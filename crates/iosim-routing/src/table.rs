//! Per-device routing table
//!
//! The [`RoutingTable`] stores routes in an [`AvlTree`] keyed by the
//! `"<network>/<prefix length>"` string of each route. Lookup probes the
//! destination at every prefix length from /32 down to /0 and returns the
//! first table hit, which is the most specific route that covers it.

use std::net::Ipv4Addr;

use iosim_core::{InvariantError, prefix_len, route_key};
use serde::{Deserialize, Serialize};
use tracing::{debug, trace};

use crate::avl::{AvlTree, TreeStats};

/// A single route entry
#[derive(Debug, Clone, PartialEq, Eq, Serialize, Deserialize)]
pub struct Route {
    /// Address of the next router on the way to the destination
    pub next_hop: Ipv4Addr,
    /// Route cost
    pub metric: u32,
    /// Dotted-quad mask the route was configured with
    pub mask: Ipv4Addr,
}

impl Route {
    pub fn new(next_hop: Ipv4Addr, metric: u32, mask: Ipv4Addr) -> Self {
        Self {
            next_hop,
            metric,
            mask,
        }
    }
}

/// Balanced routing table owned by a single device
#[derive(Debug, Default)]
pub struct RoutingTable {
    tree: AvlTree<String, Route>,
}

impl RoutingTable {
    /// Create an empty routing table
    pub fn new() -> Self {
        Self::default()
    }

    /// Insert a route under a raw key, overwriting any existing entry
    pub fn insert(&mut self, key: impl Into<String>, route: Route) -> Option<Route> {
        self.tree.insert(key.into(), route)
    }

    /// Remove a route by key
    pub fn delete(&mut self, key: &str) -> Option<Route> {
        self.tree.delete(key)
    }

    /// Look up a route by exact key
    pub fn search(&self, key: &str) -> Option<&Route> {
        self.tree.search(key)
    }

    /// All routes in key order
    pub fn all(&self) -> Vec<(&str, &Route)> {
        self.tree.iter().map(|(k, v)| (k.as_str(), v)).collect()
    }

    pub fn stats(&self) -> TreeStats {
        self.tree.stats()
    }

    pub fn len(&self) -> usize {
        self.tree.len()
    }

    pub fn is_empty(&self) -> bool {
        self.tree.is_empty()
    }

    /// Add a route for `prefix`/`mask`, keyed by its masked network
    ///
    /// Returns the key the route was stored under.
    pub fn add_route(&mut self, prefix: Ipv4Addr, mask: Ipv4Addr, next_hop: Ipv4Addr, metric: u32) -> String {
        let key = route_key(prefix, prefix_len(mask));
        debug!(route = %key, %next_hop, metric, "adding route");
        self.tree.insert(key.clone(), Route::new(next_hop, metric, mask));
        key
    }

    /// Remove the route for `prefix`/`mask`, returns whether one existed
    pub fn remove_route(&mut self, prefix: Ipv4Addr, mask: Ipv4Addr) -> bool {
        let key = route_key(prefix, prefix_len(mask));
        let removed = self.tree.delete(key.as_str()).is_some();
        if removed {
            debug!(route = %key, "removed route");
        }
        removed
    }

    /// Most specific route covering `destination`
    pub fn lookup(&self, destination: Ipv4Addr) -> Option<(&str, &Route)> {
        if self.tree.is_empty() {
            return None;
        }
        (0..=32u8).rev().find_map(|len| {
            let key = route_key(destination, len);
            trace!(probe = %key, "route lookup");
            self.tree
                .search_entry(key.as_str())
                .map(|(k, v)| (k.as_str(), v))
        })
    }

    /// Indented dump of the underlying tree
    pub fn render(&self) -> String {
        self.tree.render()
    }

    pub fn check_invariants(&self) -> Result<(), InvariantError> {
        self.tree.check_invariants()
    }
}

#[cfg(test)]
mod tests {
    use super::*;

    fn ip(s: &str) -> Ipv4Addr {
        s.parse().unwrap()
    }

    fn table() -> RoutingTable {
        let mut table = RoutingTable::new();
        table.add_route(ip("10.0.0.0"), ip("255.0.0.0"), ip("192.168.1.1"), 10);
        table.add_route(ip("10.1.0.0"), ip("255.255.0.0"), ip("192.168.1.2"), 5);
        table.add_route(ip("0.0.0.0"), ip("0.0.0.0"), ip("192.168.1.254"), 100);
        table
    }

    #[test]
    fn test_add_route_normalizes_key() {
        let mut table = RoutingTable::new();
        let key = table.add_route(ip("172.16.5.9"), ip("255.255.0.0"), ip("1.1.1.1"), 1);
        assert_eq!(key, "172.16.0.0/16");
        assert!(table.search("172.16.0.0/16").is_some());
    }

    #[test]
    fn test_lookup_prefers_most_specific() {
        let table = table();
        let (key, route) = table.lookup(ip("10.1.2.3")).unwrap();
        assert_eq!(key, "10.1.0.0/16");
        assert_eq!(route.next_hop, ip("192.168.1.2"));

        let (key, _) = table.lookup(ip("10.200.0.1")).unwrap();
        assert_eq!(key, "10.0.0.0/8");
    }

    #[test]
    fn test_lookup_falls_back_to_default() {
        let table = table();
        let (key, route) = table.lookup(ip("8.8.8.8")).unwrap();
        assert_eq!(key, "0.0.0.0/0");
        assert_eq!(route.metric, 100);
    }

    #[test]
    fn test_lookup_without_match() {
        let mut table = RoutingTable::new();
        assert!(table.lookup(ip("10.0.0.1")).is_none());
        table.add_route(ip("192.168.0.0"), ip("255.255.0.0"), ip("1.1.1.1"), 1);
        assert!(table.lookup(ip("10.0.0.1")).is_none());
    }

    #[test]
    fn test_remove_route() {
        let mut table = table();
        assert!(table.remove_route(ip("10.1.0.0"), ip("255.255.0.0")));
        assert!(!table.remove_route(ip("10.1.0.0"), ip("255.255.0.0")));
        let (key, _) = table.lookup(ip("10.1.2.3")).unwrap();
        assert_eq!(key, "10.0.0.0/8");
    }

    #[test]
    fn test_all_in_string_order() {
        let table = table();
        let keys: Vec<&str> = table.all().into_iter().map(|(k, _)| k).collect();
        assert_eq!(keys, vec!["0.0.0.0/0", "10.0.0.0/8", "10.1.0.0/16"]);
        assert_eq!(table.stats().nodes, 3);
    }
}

[Task goal]: Reproduce all of the records exactly.

[Solved problem]:
filename crates/iosim-routing/src/table.rs
//! Per-device routing table
//!
//! The [`RoutingTable`] stores routes in an [`AvlTree`] keyed by the
//! `"<network>/<prefix length>"` string of each route. Lookup probes the
//! destination at every prefix length from /32 down to /0 and returns the
//! first table hit, which is the most specific route that covers it.

use std::net::Ipv4Addr;

use iosim_core::{InvariantError, prefix_len, route_key};
use serde::{Deserialize, Serialize};
use tracing::{debug, trace};

use crate::avl::{AvlTree, TreeStats};

/// A single route entry
#[derive(Debug, Clone, PartialEq, Eq, Serialize, Deserialize)]
pub struct Route {
    /// Address of the next router on the way to the destination
    pub next_hop: Ipv4Addr,
    /// Route cost
    pub metric: u32,
    /// Dotted-quad mask the route was configured with
    pub mask: Ipv4Addr,
}

impl Route {
    pub fn new(next_hop: Ipv4Addr, metric: u32, mask: Ipv4Addr) -> Self {
        Self {
            next_hop,
            metric,
            mask,
        }
    }
}

/// Balanced routing table owned by a single device
#[derive(Debug, Default)]
pub struct RoutingTable {
    tree: AvlTree<String, Route>,
}

impl RoutingTable {
    /// Create an empty routing table
    pub fn new() -> Self {
        Self::default()
    }

    /// Insert a route under a raw key, overwriting any existing entry
    pub fn insert(&mut self, key: impl Into<String>, route: Route) -> Option<Route> {
        self.tree.insert(key.into(), route)
    }

    /// Remove a route by key
    pub fn delete(&mut self, key: &str) -> Option<Route> {
        self.tree.delete(key)
    }

    /// Look up a route by exact key
    pub fn search(&self, key: &str) -> Option<&Route> {
        self.tree.search(key)
    }

    /// All routes in key order
    pub fn all(&self) -> Vec<(&str, &Route)> {
        self.tree.iter().map(|(k, v)| (k.as_str(), v)).collect()
    }

    pub fn stats(&self) -> TreeStats {
        self.tree.stats()
    }

    pub fn len(&self) -> usize {
        self.tree.len()
    }

    pub fn is_empty(&self) -> bool {
        self.tree.is_empty()
    }

    /// Add a route for `prefix`/`mask`, keyed by its masked network
    ///
    /// Returns the key the route was stored under.
    pub fn add_route(&mut self, prefix: Ipv4Addr, mask: Ipv4Addr, next_hop: Ipv4Addr, metric: u32) -> String {
        let key = route_key(prefix, prefix_len(mask));
        debug!(route = %key, %next_hop, metric, "adding route");
        self.tree.insert(key.clone(), Route::new(next_hop, metric, mask));
        key
    }

    /// Remove the route for `prefix`/`mask`, returns whether one existed
    pub fn remove_route(&mut self, prefix: Ipv4Addr, mask: Ipv4Addr) -> bool {
        let key = route_key(prefix, prefix_len(mask));
        let removed = self.tree.delete(key.as_str()).is_some();
        if removed {
            debug!(route = %key, "removed route");
        }
        removed
    }

    /// Most specific route covering `destination`
    pub fn lookup(&self, destination: Ipv4Addr) -> Option<(&str, &Route)> {
        if self.tree.is_empty() {
            return None;
        }
        (0..=32u8).rev().find_map(|len| {
            let key = route_key(destination, len);
            trace!(probe = %key, "route lookup");
            self.tree
                .search_entry(key.as_str())
                .map(|(k, v)| (k.as_str(), v))
        })
    }

    /// Indented dump of the underlying tree
    pub fn render(&self) -> String {
        self.tree.render()
    }

    pub fn check_invariants(&self) -> Result<(), InvariantError> {
        self.tree.check_invariants()
    }
}

#[cfg(test)]
mod tests {
    use super::*;

    fn ip(s: &str) -> Ipv4Addr {
        s.parse().unwrap()
    }

    fn table() -> RoutingTable {
        let mut table = RoutingTable::new();
        table.add_route(ip("10.0.0.0"), ip("255.0.0.0"), ip("192.168.1.1"), 10);
        table.add_route(ip("10.1.0.0"), ip("255.255.0.0"), ip("192.168.1.2"), 5);
        table.add_route(ip("0.0.0.0"), ip("0.0.0.0"), ip("192.168.1.254"), 100);
        table
    }

    #[test]
    fn test_add_route_normalizes_key() {
        let mut table = RoutingTable::new();
        let key = table.add_route(ip("172.16.5.9"), ip("255.255.0.0"), ip("1.1.1.1"), 1);
        assert_eq!(key, "172.16.0.0/16");
        assert!(table.search("172.16.0.0/16").is_some());
    }

    #[test]
    fn test_lookup_prefers_most_specific() {
        let table = table();
        let (key, route) = table.lookup(ip("10.1.2.3")).unwrap();
        assert_eq!(key, "10.1.0.0/16");
        assert_eq!(route.next_hop, ip("192.168.1.2"));

        let (key, _) = table.lookup(ip("10.200.0.1")).unwrap();
        assert_eq!(key, "10.0.0.0/8");
    }

    #[test]
    fn test_lookup_falls_back_to_default() {
        let table = table();
        let (key, route) = table.lookup(ip("8.8.8.8")).unwrap();
        assert_eq!(key, "0.0.0.0/0");
        assert_eq!(route.metric, 100);
    }

    #[test]
    fn test_lookup_without_match() {
        let mut table = RoutingTable::new();
        assert!(table.lookup(ip("10.0.0.1")).is_none());
        table.add_route(ip("192.168.0.0"), ip("255.255.0.0"), ip("1.1.1.1"), 1);
        assert!(table.lookup(ip("10.0.0.1")).is_none());
    }

    #[test]
    fn test_remove_route() {
        let mut table = table();
        assert!(table.remove_route(ip("10.1.0.0"), ip("255.255.0.0")));
        assert!(!table.remove_route(ip("10.1.0.0"), ip("255.255.0.0")));
        let (key, _) = table.lookup(ip("10.1.2.3")).unwrap();
        assert_eq!(key, "10.0.0.0/8");
    }

    #[test]
    fn test_all_in_string_order() {
        let table = table();
        let keys: Vec<&str> = table.all().into_iter().map(|(k, _)| k).collect();
        assert_eq!(keys, vec!["0.0.0.0/0", "10.0.0.0/8", "10.1.0.0/16"]);
        assert_eq!(table.stats().nodes, 3);
    }
}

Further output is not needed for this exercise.